━━━━━ Data ━━━━━

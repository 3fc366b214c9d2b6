//! Insight provider
//!
//! The one network-bound step of a session. Providers may be slow or fail;
//! `generate_insight` absorbs every failure into a fixed fallback record so
//! a session is never blocked or aborted by insight generation.

use async_trait::async_trait;
use std::sync::Arc;
use std::time::Duration;
use tokio::task::{JoinError, JoinHandle};
use tokio::time::timeout;
use tracing::{info, warn};

use crate::config::AppConfig;
use crate::llm::{GeminiClient, LlmError};
use crate::models::{InsightRecord, MoodType};

/// Simulated latency of the demo provider
pub const DEMO_DELAY: Duration = Duration::from_millis(500);
/// Longest any provider may take before the fallback is used
pub const INSIGHT_TIMEOUT: Duration = Duration::from_secs(30);

/// ---------------------------------------------------------------------------
/// Fallback Records
/// ---------------------------------------------------------------------------

/// Shown when no API credentials are configured
pub fn demo_insight() -> InsightRecord {
  InsightRecord {
    haiku: "静坐听雨声\n心随流水去\n自在观浮云".to_string(),
    quote: "心若冰清，天塌不惊。".to_string(),
    author: "古语".to_string(),
    tip: "闭上眼睛，深呼吸三次，感受空气流过鼻尖。".to_string(),
  }
}

/// Shown when the provider call fails
pub fn fallback_insight() -> InsightRecord {
  InsightRecord {
    haiku: "山中有古树\n岁岁叶常青\n此心亦如是".to_string(),
    quote: "万物静观皆自得。".to_string(),
    author: "程颢".to_string(),
    tip: "试着看向窗外，寻找一种绿色的植物，观察它的细节。".to_string(),
  }
}

/// ---------------------------------------------------------------------------
/// Providers
/// ---------------------------------------------------------------------------

#[async_trait]
pub trait InsightProvider: Send + Sync {
  async fn request_insight(&self, mood: MoodType) -> Result<InsightRecord, LlmError>;
}

#[async_trait]
impl InsightProvider for GeminiClient {
  async fn request_insight(&self, mood: MoodType) -> Result<InsightRecord, LlmError> {
    self.generate_insight(mood).await
  }
}

/// Stand-in used when no API key is configured
#[derive(Debug, Clone)]
pub struct DemoProvider {
  delay: Duration,
}

impl Default for DemoProvider {
  fn default() -> Self {
    Self { delay: DEMO_DELAY }
  }
}

#[async_trait]
impl InsightProvider for DemoProvider {
  async fn request_insight(&self, _mood: MoodType) -> Result<InsightRecord, LlmError> {
    tokio::time::sleep(self.delay).await;
    Ok(demo_insight())
  }
}

/// Pick the Gemini client when credentials exist, the demo provider otherwise
pub fn provider_from_config(config: &AppConfig) -> Arc<dyn InsightProvider> {
  let Some(gemini) = config.gemini.as_ref() else {
    warn!("No API key found, using demo insights");
    return Arc::new(DemoProvider::default());
  };

  match GeminiClient::new(gemini) {
    Ok(client) => {
      info!(model = %gemini.model, "using Gemini for insights");
      Arc::new(client)
    }
    Err(e) => {
      warn!("Gemini client unavailable ({}), using demo insights", e);
      Arc::new(DemoProvider::default())
    }
  }
}

/// Ask the provider for an insight, substituting the fallback on failure
/// or after `INSIGHT_TIMEOUT`. Never returns an error.
pub async fn generate_insight(provider: &dyn InsightProvider, mood: MoodType) -> InsightRecord {
  match timeout(INSIGHT_TIMEOUT, provider.request_insight(mood)).await {
    Ok(Ok(insight)) => insight,
    Ok(Err(LlmError::MissingApiKey)) => {
      warn!("Insight provider has no credentials, using demo insight");
      demo_insight()
    }
    Ok(Err(e)) => {
      warn!("Insight generation failed for {}: {}", mood, e);
      fallback_insight()
    }
    Err(_) => {
      warn!("Insight generation for {} timed out after {:?}", mood, INSIGHT_TIMEOUT);
      fallback_insight()
    }
  }
}

/// ---------------------------------------------------------------------------
/// Prefetch Handle
/// ---------------------------------------------------------------------------

/// An insight request running in the background. Dropping the handle
/// cancels the request.
#[derive(Debug)]
pub struct InsightHandle {
  mood: MoodType,
  task: JoinHandle<InsightRecord>,
}

impl InsightHandle {
  pub fn spawn(provider: Arc<dyn InsightProvider>, mood: MoodType) -> Self {
    let task = tokio::spawn(async move { generate_insight(provider.as_ref(), mood).await });
    Self { mood, task }
  }

  pub fn mood(&self) -> MoodType {
    self.mood
  }

  pub fn is_finished(&self) -> bool {
    self.task.is_finished()
  }

  /// Wait for the record. Only fails if the task panicked or was aborted.
  pub async fn wait(mut self) -> Result<InsightRecord, JoinError> {
    (&mut self.task).await
  }
}

impl Drop for InsightHandle {
  fn drop(&mut self) {
    self.task.abort();
  }
}

/// ---------------------------------------------------------------------------
/// Tests
/// ---------------------------------------------------------------------------

#[cfg(test)]
mod tests {
  use super::*;
  use crate::test_utils::{mock_insight, StubProvider};
  use tokio::time::Instant;

  #[tokio::test]
  async fn test_success_passes_through() {
    let provider = StubProvider::ok(mock_insight());
    assert_eq!(generate_insight(&provider, MoodType::Calm).await, mock_insight());
  }

  #[tokio::test]
  async fn test_failure_uses_fallback() {
    let provider = StubProvider::failing(LlmError::Request("connection refused".to_string()));
    assert_eq!(generate_insight(&provider, MoodType::Anxious).await, fallback_insight());
  }

  #[tokio::test]
  async fn test_missing_credentials_uses_demo_record() {
    let provider = StubProvider::failing(LlmError::MissingApiKey);
    assert_eq!(generate_insight(&provider, MoodType::Anxious).await, demo_insight());
  }

  #[tokio::test(start_paused = true)]
  async fn test_stalled_provider_times_out_to_fallback() {
    let provider = StubProvider::ok(mock_insight()).with_delay(Duration::from_secs(24 * 3600));
    let start = Instant::now();
    let insight = generate_insight(&provider, MoodType::Stressed).await;
    assert_eq!(insight, fallback_insight());
    assert_eq!(start.elapsed(), INSIGHT_TIMEOUT);
    assert_eq!(provider.completed(), 0);
  }

  #[test]
  fn test_fallbacks_are_complete_and_distinct() {
    for record in [demo_insight(), fallback_insight()] {
      assert!(!record.haiku.is_empty());
      assert!(!record.quote.is_empty());
      assert!(!record.author.is_empty());
      assert!(!record.tip.is_empty());
    }
    assert_ne!(demo_insight(), fallback_insight());
  }

  #[tokio::test(start_paused = true)]
  async fn test_demo_provider_waits_then_answers() {
    let start = Instant::now();
    let insight = generate_insight(&DemoProvider::default(), MoodType::Tired).await;
    assert_eq!(start.elapsed(), DEMO_DELAY);
    assert_eq!(insight, demo_insight());
  }

  #[tokio::test(start_paused = true)]
  async fn test_handle_runs_in_background() {
    let provider = Arc::new(StubProvider::ok(mock_insight()).with_delay(Duration::from_secs(2)));
    let handle = InsightHandle::spawn(provider.clone(), MoodType::Stressed);
    assert_eq!(handle.mood(), MoodType::Stressed);

    tokio::time::sleep(Duration::from_secs(3)).await;
    assert!(handle.is_finished());
    assert_eq!(provider.calls(), 1);

    let start = Instant::now();
    assert_eq!(handle.wait().await.unwrap(), mock_insight());
    assert_eq!(start.elapsed(), Duration::ZERO);
  }

  #[tokio::test(start_paused = true)]
  async fn test_dropping_handle_cancels_request() {
    let provider = Arc::new(StubProvider::ok(mock_insight()).with_delay(Duration::from_secs(2)));
    let handle = InsightHandle::spawn(provider.clone(), MoodType::Calm);
    tokio::task::yield_now().await;
    drop(handle);

    tokio::time::sleep(Duration::from_secs(5)).await;
    assert_eq!(provider.completed(), 0);
  }
}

━━━━━

Assigned task: Please copy each line of the records above that holds the word "const".

Your solution:
pub const DEMO_DELAY: Duration = Duration::from_millis(500);
pub const INSIGHT_TIMEOUT: Duration = Duration::from_secs(30);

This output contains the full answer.